Wednesday, August 27, 2008

Call them "Leftist", not "liberal"

There is nothing liberal about them. One need look no further than this comment at DailyKos on the television stations that dare to air advertisements critical of The One's choice of friends:

Failure to serve the public commonweal is sufficient. If and when progressives gain power, we should revoke the broadcast licenses of all Sinclair and Clear Channel outlets.
What makes this threat possible is the "broadcast licenses", which in turn depend on the idea of "public airwaves". How that came to be accepted is a mystery to me. If the Supreme Court can find a general "right to privacy" in penumbras of emanations of the actual text (and I do happen to agree with that reasoning), then they ought to find in "Congress shall make no law . . . abridging the freedom of speech, or of the press" that an agency of the US government has no business dictating what can be broadcast by the electronic press.

We know that Democrats desire to reinstate the "Fairness Doctrine" if Barack Obama can appoint FCC commissioners to do the deed. The only way to end the threat of some group that gains a majority of FCC seats using it to silence opposition is to take away any power it may have to regulate content. Let the FCC "license" broadcasters on strictly technical grounds, assuring that Channels 4 and 5 don't interfere with one another's transmissions. Let them even see that the technology to decode transmissions be standardized so that an RCA television can receive a CBS signal as well as programming from RCA's own NBC network, but they have no place dictating what those signals should convey.

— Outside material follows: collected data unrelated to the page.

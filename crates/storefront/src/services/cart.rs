//! Local-first cart and favorites.
//!
//! A visitor's cart lives in the cookie session until they sign in; from then
//! on it lives in `PostgreSQL`. [`CartService`] hands out a cache bound to
//! whichever backend applies, and folds the session set into the account on
//! sign-in.

use std::sync::Arc;

use tower_sessions::Session;
use tracing::{debug, info, instrument, warn};

use storehouse_core::{ProductId, Quantity};

use super::ServiceError;
use crate::db::{ItemRepository, ItemStore, RemoteItems, RepositoryError, SessionItems};
use crate::models::{
    CartLine, CurrentUser, FavoriteEntry, Item, Product, add_to_lines, session_keys as keys,
};

/// Builds cart and favorites caches for a request.
#[derive(Clone)]
pub struct CartService {
    lines: Arc<dyn ItemRepository<CartLine>>,
    favorites: Arc<dyn ItemRepository<FavoriteEntry>>,
}

impl CartService {
    #[must_use]
    pub fn new(
        lines: Arc<dyn ItemRepository<CartLine>>,
        favorites: Arc<dyn ItemRepository<FavoriteEntry>>,
    ) -> Self {
        Self { lines, favorites }
    }

    /// The cart of the signed-in user, or of the anonymous session.
    #[must_use]
    pub fn cart(&self, session: &Session, user: Option<&CurrentUser>) -> CartCache {
        let store: Box<dyn ItemStore<CartLine>> = match user {
            Some(user) => Box::new(RemoteItems::new(Arc::clone(&self.lines), user.id)),
            None => Box::new(cart_session(session)),
        };
        CartCache { store }
    }

    /// The favorites of the signed-in user, or of the anonymous session.
    #[must_use]
    pub fn favorites(&self, session: &Session, user: Option<&CurrentUser>) -> FavoritesCache {
        let store: Box<dyn ItemStore<FavoriteEntry>> = match user {
            Some(user) => Box::new(RemoteItems::new(Arc::clone(&self.favorites), user.id)),
            None => Box::new(favorites_session(session)),
        };
        FavoritesCache { store }
    }

    /// The account's remote cart, for clearing after an order.
    pub(crate) fn lines_repository(&self) -> Arc<dyn ItemRepository<CartLine>> {
        Arc::clone(&self.lines)
    }

    /// Merge the session cart and favorites into the account of `user`.
    ///
    /// Each set is merged under its own token, so a retry after a partial
    /// failure neither double-counts nor loses items. Session items are only
    /// dropped once the remote merge has been confirmed.
    ///
    /// # Errors
    ///
    /// Returns `RepositoryError` if either merge fails; the session items are
    /// then left in place.
    #[instrument(skip(self, session, user), fields(user_id = %user.id))]
    pub async fn reconcile_on_sign_in(
        &self,
        session: &Session,
        user: &CurrentUser,
    ) -> Result<(), RepositoryError> {
        reconcile(&cart_session(session), self.lines.as_ref(), user).await?;
        reconcile(&favorites_session(session), self.favorites.as_ref(), user).await?;
        Ok(())
    }
}

fn cart_session(session: &Session) -> SessionItems<CartLine> {
    SessionItems::new(session.clone(), keys::CART_ITEMS, keys::CART_MERGE_TOKEN)
}

fn favorites_session(session: &Session) -> SessionItems<FavoriteEntry> {
    SessionItems::new(
        session.clone(),
        keys::FAVORITE_ITEMS,
        keys::FAVORITE_MERGE_TOKEN,
    )
}

async fn reconcile<T: Item>(
    local: &SessionItems<T>,
    remote: &dyn ItemRepository<T>,
    user: &CurrentUser,
) -> Result<(), RepositoryError> {
    let items = local.load().await?;
    if items.is_empty() {
        return Ok(());
    }

    let token = local.merge_token().await?;
    let applied = remote.merge(user.id, token, &items).await?;
    if applied {
        info!(count = items.len(), "Merged session items into account");
    } else {
        debug!(%token, "Merge token already applied");
    }

    local.clear().await
}

/// A cart bound to its owner's storage.
pub struct CartCache {
    store: Box<dyn ItemStore<CartLine>>,
}

impl CartCache {
    /// Current cart lines.
    ///
    /// # Errors
    ///
    /// Returns `RepositoryError` if the backing store cannot be read.
    pub async fn load(&self) -> Result<Vec<CartLine>, RepositoryError> {
        self.store.load().await
    }

    /// Add `quantity` of `product`, topping up an existing line.
    ///
    /// # Errors
    ///
    /// Returns `RepositoryError` if the backing store fails.
    #[instrument(skip(self, product), fields(product_id = %product.id))]
    pub async fn add(
        &self,
        product: &Product,
        quantity: Quantity,
    ) -> Result<Vec<CartLine>, RepositoryError> {
        let mut lines = self.store.load().await?;
        let line = add_to_lines(&mut lines, product, quantity);
        self.store.put(&line).await?;
        Ok(lines)
    }

    /// Remove the line for `product`.
    ///
    /// # Errors
    ///
    /// Returns `RepositoryError` if the backing store fails.
    pub async fn remove(&self, product: &ProductId) -> Result<Vec<CartLine>, RepositoryError> {
        if !self.store.delete(product).await? {
            debug!(product_id = %product, "Removing a product that is not in the cart");
        }
        self.store.load().await
    }

    /// Set the quantity of an existing line.
    ///
    /// A product that is not in the cart leaves the cart unchanged.
    ///
    /// # Errors
    ///
    /// Returns `ServiceError::Validation` if `quantity` is outside 1..=100.
    #[instrument(skip(self))]
    pub async fn update_quantity(
        &self,
        product: &ProductId,
        quantity: i64,
    ) -> Result<Vec<CartLine>, ServiceError> {
        let quantity = Quantity::new(quantity).map_err(|_| ServiceError::invalid("quantity"))?;

        let mut lines = self.store.load().await?;
        let Some(line) = lines.iter_mut().find(|l| &l.product_id == product) else {
            warn!(product_id = %product, "Quantity update for a product not in the cart");
            return Ok(lines);
        };

        line.set_quantity(quantity);
        let line = line.clone();
        self.store.put(&line).await?;
        Ok(lines)
    }

    /// Drop every line.
    ///
    /// # Errors
    ///
    /// Returns `RepositoryError` if the backing store fails.
    pub async fn clear(&self) -> Result<(), RepositoryError> {
        self.store.clear().await
    }
}

/// Favorites bound to their owner's storage.
pub struct FavoritesCache {
    store: Box<dyn ItemStore<FavoriteEntry>>,
}

impl FavoritesCache {
    /// # Errors
    ///
    /// Returns `RepositoryError` if the backing store cannot be read.
    pub async fn load(&self) -> Result<Vec<FavoriteEntry>, RepositoryError> {
        self.store.load().await
    }

    /// Add `product`. Adding it twice keeps a single entry.
    ///
    /// # Errors
    ///
    /// Returns `RepositoryError` if the backing store fails.
    pub async fn add(&self, product: &Product) -> Result<Vec<FavoriteEntry>, RepositoryError> {
        let mut entries = self.store.load().await?;
        if !entries.iter().any(|e| e.product_id == product.id) {
            let entry = FavoriteEntry::new(product);
            self.store.put(&entry).await?;
            entries.push(entry);
        }
        Ok(entries)
    }

    /// # Errors
    ///
    /// Returns `RepositoryError` if the backing store fails.
    pub async fn remove(&self, product: &ProductId) -> Result<Vec<FavoriteEntry>, RepositoryError> {
        self.store.delete(product).await?;
        self.store.load().await
    }
}
//! CLI subcommand implementations.

pub mod migrate;

use secrecy::SecretString;

/// Errors shared by the database commands.
#[derive(Debug, thiserror::Error)]
pub enum CommandError {
    #[error("Missing environment variable: {0}")]
    MissingEnvVar(&'static str),

    #[error("Database error: {0}")]
    Database(#[from] sqlx::Error),

    #[error("Migration error: {0}")]
    Migration(#[from] sqlx::migrate::MigrateError),
}

/// Storefront database URL, `STOREFRONT_DATABASE_URL` first, then `DATABASE_URL`.
pub fn database_url() -> Result<SecretString, CommandError> {
    dotenvy::dotenv().ok();

    std::env::var("STOREFRONT_DATABASE_URL")
        .or_else(|_| std::env::var("DATABASE_URL"))
        .map(SecretString::from)
        .map_err(|_| CommandError::MissingEnvVar("STOREFRONT_DATABASE_URL"))
}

Let us keep Rush Limbaugh on the radio, and they can have Janet Jackson's breast on TV. It seems a fair trade to me.

2 comments:

  1. From jewishencyclopedia dot com.
    In Rabbinical Literature:

    According to the Rabbis, "Barak" is merely another name for "Lapidoth," Deborah's husband (not her son, as Ambrosius says in "De Viduis," i. 8, 45). A third name given him was "Michael." The reason for the three names is thus given: Barak was an ignorant but pious man; and not knowing how he could otherwise especially serve God, he accepted his wife's proposal to make candles to be offered by him at the sanctuary of Shiloh. Deborah, therefore, is designated as "the wife of Lappidoth [Torchlights]." God, whoalone knows the inward thoughts of man, said to the worthy couple, "You have had a pious intention in making large candles, that their light may be bright; I, too, will make your light shine brightly." Barak's real name was Michael, because, like his namesake, he was to be a messenger of God.

    Oh Gawd, not another f^*king 'messenger'.

    ReplyDelete
  2. I happen to know New Shiloh is nowhere near Ill~noise.